Pooram – my childhood memories start here. In my mind it’s all there- in beautifully detailed memories. I’m holding my grandfather’s hand and stepping out from Home for Pooram. I still remember the excitement I went through each time during Pooram. It is a post-harvest festival based on the temples in each place of Kerala. It starts with the Varavu (procession) from surrounding temples to the main temple of the place that is organizing the festival. After school, we would sharpen our ears to hear any sound of ‘varavu’ and run towards the road to watch the many activities that come with it. The real Pooram for us would only start with the arrival of my grandfather, once he reached home after his work.
My siblings and I would be impatiently waiting for him, dressed up and with our cutest smiles ever, waiting for his hand gesture signaling the magic phrase that followed next: ‘Okay, let’s go now’ he would say with a warm & comforting tone in his voice – ‘But you have to promise that you will keep holding my hand, there are masses of people this time and we cannot loose each other!’ – these words were repeated each and every Pooram.
I was walking with him towards the Pooram whilst turning my head towards either side of road with my widely-opened eyes. ‘Where did all these people come from?’ – I asked myself each year all over again.
With each step that took us closer to the Pooram I felt the crowds closing in on us, my immeasurable reaction was to move closer to my grandfather and tightening the grip of my hand into his. ‘He’s my protector!’- I thought to myself.
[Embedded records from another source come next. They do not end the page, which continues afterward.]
//! # scholia-core
//!
//! The research-paper knowledge graph engine - THE LOGIC.
//!
//! This crate implements the full graph substrate: an append-only triple
//! store with pattern matching, a line-oriented textual persistence format,
//! the entity repository (authors, papers, topics, institutions), and the
//! reasoner for multi-hop derived queries.
//!
//! ## Layering
//!
//! - `types` / `vocab` → statements and the fixed IRI vocabulary
//! - `store` → the in-memory statement set with indexes
//! - `turtle` → load/save of the backing file
//! - `repository` → stateful mutations with persist-per-call semantics
//! - `reasoner` → pure read-only derived queries
//!
//! ## Architectural Constraints
//!
//! - The repository is the ONLY place where mutation happens (stateful)
//! - The reasoner is pure: borrowed store in, owned results out
//! - Statements are append-only: no update, no delete, no dedup
//! - NO async, NO network dependencies (pure Rust)

// =============================================================================
// MODULES
// =============================================================================

pub mod reasoner;
pub mod repository;
pub mod store;
pub mod turtle;
pub mod types;
pub mod vocab;

// =============================================================================
// RE-EXPORTS: Core Types (from types module)
// =============================================================================

pub use types::{Iri, Literal, ScholiaError, Statement, Term};

// =============================================================================
// RE-EXPORTS: Store & Repository
// =============================================================================

pub use repository::{Author, AuthorRef, NewAuthor, NewPaper, Paper, PaperDetails, Repository};
pub use store::TripleStore;

// =============================================================================
// RE-EXPORTS: Reasoner
// =============================================================================

pub use reasoner::{
    AuthorSummary, ListOptions, PaperListing, PaperRef, SortField, TopicPaper, TopicSummary,
    list_authors, list_papers, list_topics, paper_citations, papers_for_topic, related_papers,
    topic_experts,
};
My grandfather had the habit of buying us special Pooram sweets, part of which we would take to our relatives’ homes, to share them amongst our big family circle there. Back then, I didn’t understand why he was doing this…
The decorated elephants were one of my favorite attractions about Pooram and of-course the fireworks. My grandfather would take us to a secure spot to ensure that we would watch the firework spectacle safely. For me- it could never be close enough!
With the passage of time, I started going with my friends for Pooram. My grandfather continued the same tradition with my younger brother. I still used to join them at some point- accompanied by my friends.
As the years went by, my grandfather became sick, cancer…
One day, he called me to his bed on that year’s Pooram day, yet, this time, with a different phrase from the one I was accustomed to hear each year: “I’m Sick this time … Take your brother to Pooram, hold his hand as I was holding yours” and he gave some money and asked me: ‘What will you do with this?’ I explained him that I will buy sweets for our relatives and bring it to their houses. He was content with my answer and asked me to buy sweets for our home as well and some gifts for my sisters.
I was thinking while I was walking with my brother, I didn’t see any colors or any attractions in the Pooram this time. I was realizing he was handing the tradition and responsibility once carried by him on to me! He wanted to make sure that the successor generation will keep in touch with the family just as he was doing it all these years.
After my grandfather passed away, Pooram lost it’s special touch to me.
Even though I’m in Dubai now, each time I plan my vacation in December to experience at least one Pooram in my town.
During the recent years though, I tend to walk through the Pooram festivities with or without friends. But always with some sweet memories in my mind, A Walk to Remember my past.